Different elasticities P We see the same price change along both curves, but the flatter curve has a greater quantity response. If you worked out the elasticity, you would see the flatter curve is more elastic than the steep curve in any price range. Q
Determinants of elasticity • Some determinants are • The number of substitutes a product has, • The % of the consumer budget the item costs, • Time.
# of Subs. • The more substitutes an item has the more likely the quantity demanded will respond to a price change. • Thus, the more subs. there are the greater the elasticity.

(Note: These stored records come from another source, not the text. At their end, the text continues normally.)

//! Ordered fallback across geocoding providers.
//!
//! Each provider gets exactly one attempt per call. Provider-side failures
//! move on to the next provider; malformed input stops the chain. When every
//! provider has failed the caller still gets a location, flagged as
//! unverified.

use std::sync::Arc;

use async_trait::async_trait;
use waypoint_core::{Coordinates, DetailedAddress, Location, ResolvedLocation, SearchSuggestion};

use crate::error::GeocodeError;
use crate::provider::{validate_coordinates, validate_query, GeocodingProvider, SuggestionSource};

#[derive(Debug, Clone, Copy)]
enum Request<'a> {
    Forward(&'a str),
    Reverse(Coordinates),
}

/// Outcome of one provider attempt.
#[derive(Debug)]
enum Attempt {
    Found(Location),
    Recoverable(GeocodeError),
    Fatal(GeocodeError),
}

impl Attempt {
    fn classify(result: Result<Location, GeocodeError>) -> Self {
        match result {
            Ok(location) => Attempt::Found(location),
            Err(e) if e.is_recoverable() => Attempt::Recoverable(e),
            Err(e) => Attempt::Fatal(e),
        }
    }
}

/// Resolves addresses and points through an ordered provider list.
#[derive(Clone, Default)]
pub struct ProviderFallbackResolver {
    providers: Vec<Arc<dyn GeocodingProvider>>,
}

impl ProviderFallbackResolver {
    #[must_use]
    pub fn new(providers: Vec<Arc<dyn GeocodingProvider>>) -> Self {
        Self { providers }
    }

    #[must_use]
    pub fn provider_names(&self) -> Vec<&'static str> {
        self.providers.iter().map(|p| p.name()).collect()
    }

    /// Forward-geocodes `text`.
    ///
    /// On exhaustion returns an unverified location whose address is the
    /// trimmed input and whose coordinates are unknown.
    ///
    /// # Errors
    ///
    /// Returns [`GeocodeError::InvalidQuery`] for blank text, or any other
    /// non-recoverable error a provider reports.
    pub async fn forward(&self, text: &str) -> Result<ResolvedLocation, GeocodeError> {
        let text = validate_query(text)?;
        if let Some(resolved) = self.run(Request::Forward(text)).await? {
            return Ok(resolved);
        }
        let location = Location::new(text)
            .map_err(|_| GeocodeError::InvalidQuery)?
            .with_details(DetailedAddress::parse_formatted(text));
        Ok(ResolvedLocation::degraded(location))
    }

    /// Reverse-geocodes a point.
    ///
    /// On exhaustion returns an unverified location addressed as
    /// `"lat,lng"` that keeps the input point.
    ///
    /// # Errors
    ///
    /// Returns [`GeocodeError::InvalidCoordinates`] for an out-of-range
    /// point, or any other non-recoverable error a provider reports.
    pub async fn reverse(&self, lat: f64, lng: f64) -> Result<ResolvedLocation, GeocodeError> {
        let point = validate_coordinates(lat, lng)?;
        if let Some(resolved) = self.run(Request::Reverse(point)).await? {
            return Ok(resolved);
        }
        let location = Location::new(&point.to_string())
            .map_err(|_| GeocodeError::InvalidCoordinates { lat, lng })?
            .with_coordinates(point);
        Ok(ResolvedLocation::degraded(location))
    }

    /// `Ok(None)` means every provider failed recoverably.
    async fn run(&self, request: Request<'_>) -> Result<Option<ResolvedLocation>, GeocodeError> {
        for provider in &self.providers {
            let result = match request {
                Request::Forward(text) => provider.forward_geocode(text).await,
                Request::Reverse(point) => provider.reverse_geocode(point.lat, point.lng).await,
            };
            match Attempt::classify(result) {
                Attempt::Found(location) => {
                    tracing::debug!(provider = provider.name(), "geocoding succeeded");
                    return Ok(Some(ResolvedLocation::verified(
                        location,
                        Some(provider.name().to_string()),
                    )));
                }
                Attempt::Recoverable(e) => {
                    tracing::warn!(
                        provider = provider.name(),
                        error = %e,
                        "geocoding provider failed, trying next"
                    );
                }
                Attempt::Fatal(e) => return Err(e),
            }
        }

        tracing::warn!(
            providers = self.providers.len(),
            "all geocoding providers failed, returning unverified location"
        );
        Ok(None)
    }
}

/// Tries suggestion sources in order until one answers.
///
/// An empty list still moves on to the next source. Once any source has
/// answered, exhausting the chain yields an empty list rather than an error,
/// whatever order the failures and empty answers came in.
#[derive(Clone, Default)]
pub struct FallbackSuggestionSource {
    sources: Vec<Arc<dyn SuggestionSource>>,
}

impl FallbackSuggestionSource {
    #[must_use]
    pub fn new(sources: Vec<Arc<dyn SuggestionSource>>) -> Self {
        Self { sources }
    }
}

#[async_trait]
impl SuggestionSource for FallbackSuggestionSource {
    fn name(&self) -> &'static str {
        "fallback"
    }

    async fn suggest(&self, query: &str) -> Result<Vec<SearchSuggestion>, GeocodeError> {
        let mut answered = false;
        let mut last_error = None;
        for source in &self.sources {
            match source.suggest(query).await {
                Ok(suggestions) if !suggestions.is_empty() => return Ok(suggestions),
                Ok(_) => answered = true,
                Err(e) if e.is_recoverable() => {
                    tracing::warn!(
                        provider = source.name(),
                        error = %e,
                        "suggestion source failed, trying next"
                    );
                    last_error = Some(e);
                }
                Err(e) => return Err(e),
            }
        }
        match last_error {
            Some(e) if !answered => Err(e),
            _ => Ok(Vec::new()),
        }
    }
}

% of consumer budget • The greater the % of your budget the greater is the elasticity. Let’s use milk as an example. Milk purchases by the typical consumer likely takes a relatively small percentage of the budget for a consumer. Changes in the price elicit almost no change in the quantity demanded. A few years back the government taxed yachts and this raised the price of yachts. The Gov thought rich people would go on buying. Many buyers though said I’ll keep my current yacht longer because this increase is too much of my budget. The price change had a significant on the quantity demanded.
Time • The longer the time period since the price change, the more elastic demand tends to be. To a certain extent because the longer time since the price change the more time we have to find substitutes. With home heating fuels if the price goes up in short term we buy but in long term we buy less and wear a sweater or search for other methods.